A clean bill of health?
Hardly. Audit Scotland's report on the management of NHS waiting times is far from a glowing exoneration. Much of the controversy over waiting times over the last year has centred on the use of social unavailability codes, entered onto NHS computers to explain why patients were not available for treatment.
According to Audit Scotland, the percentage of people waiting for in-patient treatment given such a code rose from 11% in 2008 to just over 30% at the end of June 2011, but started to drop in most NHS boards in late 2011; at the same time the percentage of patients waiting longer than 12 weeks started to rise.
What happened at the end of 2011 that could help explain this change? Only the NHS Lothian waiting times manipulation scandal, when the board was found to have wrongly used the codes to help meet waiting times targets. Could it be that other boards were using the codes wrongly too and hurriedly stopped doing so when the Lothian scandal broke? Audit Scotland was not in a position to deduce as much, thanks to the shortcomings of the waiting list management systems, saying the reasons were unclear, but there are grounds for suspicion.
Anyone reading the report is left with worrying doubts about just how fairly patients are being treated. What is clear is that it is simply not possible for Audit Scotland or anyone else properly to police how waiting lists are being managed.
Against that backdrop, the relentless positivity of the Health Minister Alex Neil is inappropriate. A lack of clear evidence of manipulation does not mean there are no grounds for concern; far from it.
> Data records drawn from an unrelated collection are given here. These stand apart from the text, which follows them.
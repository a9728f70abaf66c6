//! Module-output validation and canonicalization
//!
//! Model output arrives as a JSON value that may use either the canonical
//! English schema or the legacy German key set; the two are treated as
//! equivalent. Validation unwraps the `analysis_result` envelope, maps
//! legacy keys, coerces the score into 0..=100, upcases enum-like fields
//! and then deserializes into the typed [`AnalysisResult`].

use serde_json::Value;

use barriercheck_core::domain::AnalysisResult;

/// Why a module output was rejected.
#[derive(Debug, thiserror::Error)]
pub enum ValidationFailure {
    #[error("missing required field `{0}`")]
    MissingField(&'static str),

    #[error("result is not a JSON object")]
    NotAnObject,

    #[error("schema mismatch: {0}")]
    Schema(String),
}

/// Legacy German keys and their canonical equivalents.
const LEGACY_KEYS: [(&str, &str); 4] = [
    ("gesamtbewertung", "summary"),
    ("detailbewertung", "criteria_evaluation"),
    ("priorisierte_massnahmen", "priority_actions"),
    ("zusammenfassung", "overall_assessment"),
];

/// Validate a parsed model response and produce the typed result.
pub fn validate_module_output(value: Value) -> Result<AnalysisResult, ValidationFailure> {
    let mut value = unwrap_envelope(value);
    canonicalize(&mut value);

    let obj = value.as_object_mut().ok_or(ValidationFailure::NotAnObject)?;

    let summary = obj
        .get_mut("summary")
        .and_then(Value::as_object_mut)
        .ok_or(ValidationFailure::MissingField("summary"))?;

    // Score: required, numeric (possibly float or numeric string), then
    // coerced into 0..=100.
    let score_value = summary
        .get("score")
        .ok_or(ValidationFailure::MissingField("summary.score"))?;
    let score = coerce_score(score_value)
        .ok_or(ValidationFailure::MissingField("summary.score"))?;
    summary.insert("score".to_string(), Value::from(score));

    if !summary.contains_key("overall_assessment") {
        return Err(ValidationFailure::MissingField("summary.overall_assessment"));
    }
    match summary.get_mut("compliance_level") {
        Some(Value::String(level)) => *level = level.trim().to_uppercase(),
        _ => return Err(ValidationFailure::MissingField("summary.compliance_level")),
    }

    let criteria = obj
        .get_mut("criteria_evaluation")
        .and_then(Value::as_array_mut)
        .ok_or(ValidationFailure::MissingField("criteria_evaluation"))?;
    for criterion in criteria.iter_mut() {
        if let Some(criterion) = criterion.as_object_mut() {
            for field in ["status", "severity"] {
                if let Some(Value::String(s)) = criterion.get_mut(field) {
                    *s = s.trim().to_uppercase();
                }
            }
        }
    }

    serde_json::from_value(value).map_err(|e| ValidationFailure::Schema(e.to_string()))
}

/// Models sometimes emit the result nested under `analysis_result`.
fn unwrap_envelope(value: Value) -> Value {
    match value {
        Value::Object(mut map) if map.contains_key("analysis_result") => {
            map.remove("analysis_result").unwrap_or(Value::Null)
        }
        other => other,
    }
}

/// Map the legacy German key set onto the canonical schema, recursively.
fn canonicalize(value: &mut Value) {
    match value {
        Value::Object(map) => {
            for (legacy, canonical) in LEGACY_KEYS {
                if let Some(moved) = map.remove(legacy) {
                    // A canonical key already present wins over the legacy one.
                    map.entry(canonical.to_string()).or_insert(moved);
                }
            }
            for nested in map.values_mut() {
                canonicalize(nested);
            }
        }
        Value::Array(items) => {
            for item in items {
                canonicalize(item);
            }
        }
        _ => {}
    }
}

/// Coerce a score value into an integer 0..=100.
fn coerce_score(value: &Value) -> Option<u8> {
    let number = match value {
        Value::Number(n) => n.as_f64()?,
        Value::String(s) => s.trim().parse::<f64>().ok()?,
        _ => return None,
    };
    Some(number.round().clamp(0.0, 100.0) as u8)
}
/// Serializable digest of one parsed page.
#[derive(Debug, Clone, Serialize, Deserialize)]
pub struct PageFacts {
    pub url: String,
    pub status: u16,
    pub title: Option<String>,
    pub lang: Option<String>,
    pub headings: Vec<Heading>,
    pub images: Vec<ImageFacts>,
    pub media: Vec<MediaFacts>,
    /// Links whose text suggests a transcript
    pub transcript_links: Vec<String>,
    pub landmarks: Vec<LandmarkFacts>,
    pub forms: Vec<FormFacts>,
    pub links: Vec<LinkFacts>,
    /// In-page anchors near the top of the document
    pub skip_links: Vec<LinkFacts>,
    pub tables: Vec<TableFacts>,
    pub list_counts: ListCounts,
    pub iframes: Vec<IframeFacts>,
    /// Every `id` attribute in document order, for duplicate detection
    pub ids: Vec<String>,
    pub aria_roles: Vec<String>,
    /// Explicit `tabindex` values
    pub tabindexes: Vec<i32>,
    /// `style` attribute fragments mentioning colors
    pub inline_colors: Vec<String>,
    /// Declared font sizes from inline styles and style blocks
    pub font_sizes: Vec<String>,
    pub meta_refresh: Option<String>,
    pub viewport: Option<String>,
    pub marquee_blink_count: usize,
    /// Class names / style fragments suggesting animation or autoplay
    pub animation_markers: Vec<String>,
    pub respects_reduced_motion: bool,
    /// div/span elements carrying click handlers
    pub clickable_non_interactive: usize,
    pub accesskeys: Vec<String>,
    /// `lang` attributes on elements other than `<html>`
    pub part_langs: Vec<String>,
}

/// Counts of list structures
#[derive(Debug, Clone, Default, Serialize, Deserialize)]
pub struct ListCounts {
    pub unordered: usize,
    pub ordered: usize,
    pub definition: usize,
}

/// One iframe
#[derive(Debug, Clone, Serialize, Deserialize)]
pub struct IframeFacts {
    pub src: Option<String>,
    pub title: Option<String>,
}

/// Parse every successfully fetched page into its facts digest.
pub fn parse_pages(outcome: &CrawlOutcome) -> Vec<PageFacts> {
    outcome
        .pages
        .iter()
        .filter(|p| p.is_ok())
        .map(parse_page)
        .collect()
}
Audit Scotland's report demands improvements; to restore public trust, the Scottish Government must ensure enough is being done to reform the system. Yes, some action is being taken, but Audit Scotland makes clear that recently updated guidance from the Scottish Government does not address all the risks. Insisting that all is well will not wash.
This is not merely an issue about administrative systems, but about the culture that exists within the NHS. Westminster Health Secretary Jeremy Hunt spoke last week in the wake of the Mid Staffordshire crisis about "defensiveness" within the NHS in England and the importance of creating an atmosphere in which staff felt able to raise concerns. The NHS in Scotland is not immune to such a culture developing, or one where the pursuit of targets overrides other considerations. In December, an internal audit by NHS Tayside found staff spoke of "inappropriate behaviour including pressure on them to use unavailability to prevent breaches", echoing claims about what had happened at NHS Lothian. This cannot be tolerated.
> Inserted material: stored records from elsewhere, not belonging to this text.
//! Axum API server binary.

use std::net::SocketAddr;

use anyhow::Context;
use tracing::{info, warn};
use tracing_subscriber::{fmt, prelude::*, EnvFilter};

use jobhub_api::{create_router, metrics, ApiConfig, AppState};

#[tokio::main]
async fn main() -> anyhow::Result<()> {
    dotenvy::dotenv().ok();

    // Required by rustls 0.23+
    if rustls::crypto::ring::default_provider()
        .install_default()
        .is_err()
    {
        warn!("rustls crypto provider was already installed");
    }

    init_tracing()?;

    info!("Starting jobhub-api");

    let config = ApiConfig::from_env();
    info!(
        host = %config.host,
        port = config.port,
        backend = ?config.store_backend,
        "API config loaded"
    );

    let state = AppState::new(config.clone())
        .await
        .map_err(|e| anyhow::anyhow!("Failed to create application state: {}", e))?;

    let metrics_handle = if config.metrics_enabled {
        info!("Prometheus metrics enabled at /metrics");
        Some(metrics::init_metrics().context("Failed to install metrics recorder")?)
    } else {
        None
    };

    let app = create_router(state, metrics_handle);

    let addr: SocketAddr = format!("{}:{}", config.host, config.port)
        .parse()
        .context("Invalid bind address")?;

    info!("Listening on {}", addr);

    let listener = tokio::net::TcpListener::bind(addr)
        .await
        .with_context(|| format!("Failed to bind {}", addr))?;
    axum::serve(
        listener,
        app.into_make_service_with_connect_info::<SocketAddr>(),
    )
    .with_graceful_shutdown(shutdown_signal())
    .await
    .context("Server error")?;

    info!("Server shutdown complete");
    Ok(())
}

/// Colored output for dev, JSON when `LOG_FORMAT=json`.
fn init_tracing() -> anyhow::Result<()> {
    let use_json = std::env::var("LOG_FORMAT")
        .map(|v| v.to_lowercase() == "json")
        .unwrap_or(false);

    let env_filter = EnvFilter::from_default_env().add_directive("jobhub=info".parse()?);

    if use_json {
        tracing_subscriber::registry()
            .with(fmt::layer().json())
            .with(env_filter)
            .init();
    } else {
        tracing_subscriber::registry()
            .with(fmt::layer().with_ansi(true).with_target(true))
            .with(env_filter)
            .init();
    }
    Ok(())
}

async fn shutdown_signal() {
    if let Err(e) = tokio::signal::ctrl_c().await {
        warn!("Failed to listen for shutdown signal: {}", e);
        std::future::pending::<()>().await;
    }
    info!("Received shutdown signal");
}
Clearly it is primarily the responsibility of health boards to provide positive leadership and create an atmosphere in which problems can be raised and quickly addressed without rancour. Patient care must always be paramount. Yet problems such as the NHS Lothian scandal have not arisen in a vacuum; they have developed as a consequence of political pressure on boards to meet waiting times targets and at a time when the NHS budget in Scotland is going down in real terms. It is good news that the Government is to pilot a national confidential phone line for whistleblowers, but that is not enough. Patients need to feel confident the Government is not complacent and the culture which led to the manipulation of waiting times is being reformed, along with the management systems.